VIPR2 is associated with psychiatric disorders, breast cancer metastasis, and cancer immunostimulation. The VIPR2 antagonist KS-133 changes the polarity of macrophages to the M1 type, and nanoparticles (NPs) releasing KS-133 exhibit antitumor effects against mouse colon cancer cells (CT26) in vivo. To enhance the antitumor effect of KS-133 NPs, KS-133 NPs are combined with the peptide KS-487 targeting LRP1, which is expressed on CT26 cells.

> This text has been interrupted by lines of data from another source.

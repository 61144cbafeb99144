use rustc_hash::FxHashSet;

use crate::packet::{PacketDescriptor, Protocol};
use crate::ClassId;

/// Default rule priority, matching tc's default filter priority (49152).
/// Explicitly-prioritized rules usually sit well below this; a rule left at
/// the default is checked after them.
pub const DEFAULT_RULE_PRIORITY: u16 = 49152;

/// Bitmask match over the packet's DSCP/TOS byte.
///
/// Matches when `(packet.tos & mask) == (value & mask)`, the same key/mask
/// semantics a u32 filter applies to the TOS field.
#[derive(Debug, Clone, Copy, PartialEq, Eq)]
pub struct TosMatch {
    value: u8,
    mask: u8,
}

impl TosMatch {
    /// Exact match on the full byte (mask `0xFF`).
    pub const fn new(value: u8) -> Self {
        Self { value, mask: 0xFF }
    }

    /// Restricts the comparison to the bits set in `mask`. A mask of
    /// `0xFC` compares only the DSCP bits, ignoring ECN.
    pub const fn with_mask(mut self, mask: u8) -> Self {
        self.mask = mask;
        self
    }

    #[inline]
    pub(crate) const fn matches(&self, tos: u8) -> bool {
        tos & self.mask == self.value & self.mask
    }
}

/// One classification rule: a set of match fields and the class that
/// matching packets are steered into.
///
/// Omitted fields are wildcards, so a rule with only a TOS match
/// classifies on TOS alone. All present fields must match for the rule
/// to fire.
#[derive(Debug, Clone)]
pub struct ClassificationRule {
    priority: u16,
    protocol: Option<Protocol>,
    src_ports: Option<FxHashSet<u16>>,
    dst_ports: Option<FxHashSet<u16>>,
    tos: Option<TosMatch>,
    target: ClassId,
}

impl ClassificationRule {
    /// Creates a wildcard rule steering everything into `target`, at
    /// [`DEFAULT_RULE_PRIORITY`].
    pub fn new(target: ClassId) -> Self {
        Self {
            priority: DEFAULT_RULE_PRIORITY,
            protocol: None,
            src_ports: None,
            dst_ports: None,
            tos: None,
            target,
        }
    }

    /// Sets the evaluation priority. Lower numbers are checked first; rules
    /// with equal priority keep their configuration order.
    pub fn with_priority(mut self, priority: u16) -> Self {
        self.priority = priority;
        self
    }

    /// Restricts the rule to one transport protocol.
    pub fn with_protocol(mut self, protocol: Protocol) -> Self {
        self.protocol = Some(protocol);
        self
    }

    /// Restricts the rule to packets whose source port is in the set.
    pub fn with_src_ports(mut self, ports: impl IntoIterator<Item = u16>) -> Self {
        self.src_ports = Some(ports.into_iter().collect());
        self
    }

    /// Restricts the rule to packets whose destination port is in the set.
    pub fn with_dst_ports(mut self, ports: impl IntoIterator<Item = u16>) -> Self {
        self.dst_ports = Some(ports.into_iter().collect());
        self
    }

    /// Restricts the rule by DSCP/TOS byte.
    pub fn with_tos(mut self, tos: TosMatch) -> Self {
        self.tos = Some(tos);
        self
    }

    #[inline]
    pub fn priority(&self) -> u16 {
        self.priority
    }

    #[inline]
    pub fn target(&self) -> ClassId {
        self.target
    }

    pub(crate) fn matches(&self, packet: &PacketDescriptor) -> bool {
        if self.protocol.is_some_and(|p| p != packet.protocol()) {
            return false;
        }
        if let Some(ports) = &self.src_ports {
            if !ports.contains(&packet.src_port()) {
                return false;
            }
        }
        if let Some(ports) = &self.dst_ports {
            if !ports.contains(&packet.dst_port()) {
                return false;
            }
        }
        if let Some(tos) = &self.tos {
            if !tos.matches(packet.tos()) {
                return false;
            }
        }
        true
    }
}

/// An immutable, ordered classification table plus the default class for
/// packets no rule matches.
///
/// Rules are stable-sorted by ascending priority at construction, so equal
/// priorities keep configuration order. A live rule set is never edited:
/// the interface shares it behind an `Arc` and replaces it wholesale on
/// reload, which is what keeps classification atomic with respect to
/// configuration changes.
#[derive(Debug, Clone)]
pub struct RuleSet {
    rules: Vec<ClassificationRule>,
    default_class: ClassId,
}

impl RuleSet {
    pub fn new(default_class: ClassId, mut rules: Vec<ClassificationRule>) -> Self {
        rules.sort_by_key(ClassificationRule::priority);
        Self { rules, default_class }
    }

    #[inline]
    pub fn default_class(&self) -> ClassId {
        self.default_class
    }

    #[inline]
    pub fn rules(&self) -> &[ClassificationRule] {
        &self.rules
    }

    /// Every class id a packet can be steered into, default included.
    /// Used by the scheduler's configuration validation.
    pub fn targets(&self) -> impl Iterator<Item = ClassId> + '_ {
        self.rules.iter().map(ClassificationRule::target).chain(Some(self.default_class))
    }

    /// A DSCP-based policy: expedited-forwarding voice (TOS 184) and
    /// assured-forwarding video (TOS 160) over UDP, everything else into
    /// `data`.
    pub fn dscp_policy(voice: ClassId, video: ClassId, data: ClassId) -> Self {
        Self::new(
            data,
            vec![
                ClassificationRule::new(voice)
                    .with_priority(10)
                    .with_protocol(Protocol::Udp)
                    .with_tos(TosMatch::new(184)),
                ClassificationRule::new(video)
                    .with_priority(20)
                    .with_protocol(Protocol::Udp)
                    .with_tos(TosMatch::new(160)),
            ],
        )
    }

    /// A port-based policy: SIP/RTP ports to `voice`, RTSP/RTMP to `video`,
    /// well-known TCP service ports to `data`, anything else to `unknown`.
    /// Each category matches either direction, so a rule pair (source set,
    /// destination set) shares one priority band.
    pub fn port_policy(voice: ClassId, video: ClassId, data: ClassId, unknown: ClassId) -> Self {
        const VOICE_PORTS: [u16; 5] = [5060, 5004, 5005, 5006, 5007];
        const VIDEO_PORTS: [u16; 2] = [554, 1935];
        const DATA_PORTS: [u16; 7] = [80, 443, 21, 22, 25, 110, 143];

        let directional = |target: ClassId, priority: u16, ports: &[u16]| {
            [
                ClassificationRule::new(target)
                    .with_priority(priority)
                    .with_src_ports(ports.iter().copied()),
                ClassificationRule::new(target)
                    .with_priority(priority)
                    .with_dst_ports(ports.iter().copied()),
            ]
        };

        let mut rules = Vec::with_capacity(6);
        rules.extend(directional(voice, 10, &VOICE_PORTS));
        rules.extend(directional(video, 20, &VIDEO_PORTS));
        rules.extend(directional(data, 30, &DATA_PORTS));
        Self::new(unknown, rules)
    }
}

#[cfg(test)]
mod tests {
    use super::*;

    #[test]
    fn tos_mask_compares_only_masked_bits() {
        // DSCP EF is 46, i.e. TOS 184 once shifted; ECN bits must not matter.
        let rule = TosMatch::new(184).with_mask(0xFC);
        assert!(rule.matches(184));
        assert!(rule.matches(185));
        assert!(rule.matches(186));
        assert!(!rule.matches(160));
    }

    #[test]
    fn omitted_fields_are_wildcards() {
        let rule = ClassificationRule::new(ClassId::new(1)).with_dst_ports([443]);
        let pkt = PacketDescriptor::new(Protocol::Tcp, "10.0.2.3".parse().unwrap(), 1200)
            .with_ports(49500, 443)
            .with_tos(0);
        assert!(rule.matches(&pkt));

        let wrong_port = PacketDescriptor::new(Protocol::Tcp, "10.0.2.3".parse().unwrap(), 1200)
            .with_ports(49500, 8080);
        assert!(!rule.matches(&wrong_port));
    }

    #[test]
    fn all_present_fields_must_match() {
        let rule = ClassificationRule::new(ClassId::new(1))
            .with_protocol(Protocol::Udp)
            .with_tos(TosMatch::new(184));
        let tcp = PacketDescriptor::new(Protocol::Tcp, "10.0.2.3".parse().unwrap(), 200)
            .with_tos(184);
        assert!(!rule.matches(&tcp));
    }
}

Subcutaneous injection of NPs containing indocyanine green (ICG) fluorescent dye and presenting KS-487 in CT26 subcutaneous tumor-bearing mice resulted in significant accumulation of ICG in the CT26 tumor compared to administration of NPs without KS-487. NPs containing KS-133 and presenting KS-487 (KS-133/KS-487 NPs) exhibited dose-dependent antitumor effects in CT26 subcutaneous tumor-bearing mice; the antitumor effects are more potent than the effects of KS-133 NPs without KS-487. In addition, CD8-positive T cells and macrophages significantly infiltrated into CT26 tumors after injection of KS-133/KS-487 NPs. Thus, KS-133/KS-487 NPs efficiently deliver KS-133 to CT26 tumors via LRP1-targeting and activate immune system cells such as CD8 positive T cells and macrophages via KS-133 inhibition of VIPR2 signaling, resulting in antitumor effects. These results demonstrate the potential of KS-133/KS-487 NPs as a therapeutic candidate for treating solid tumors.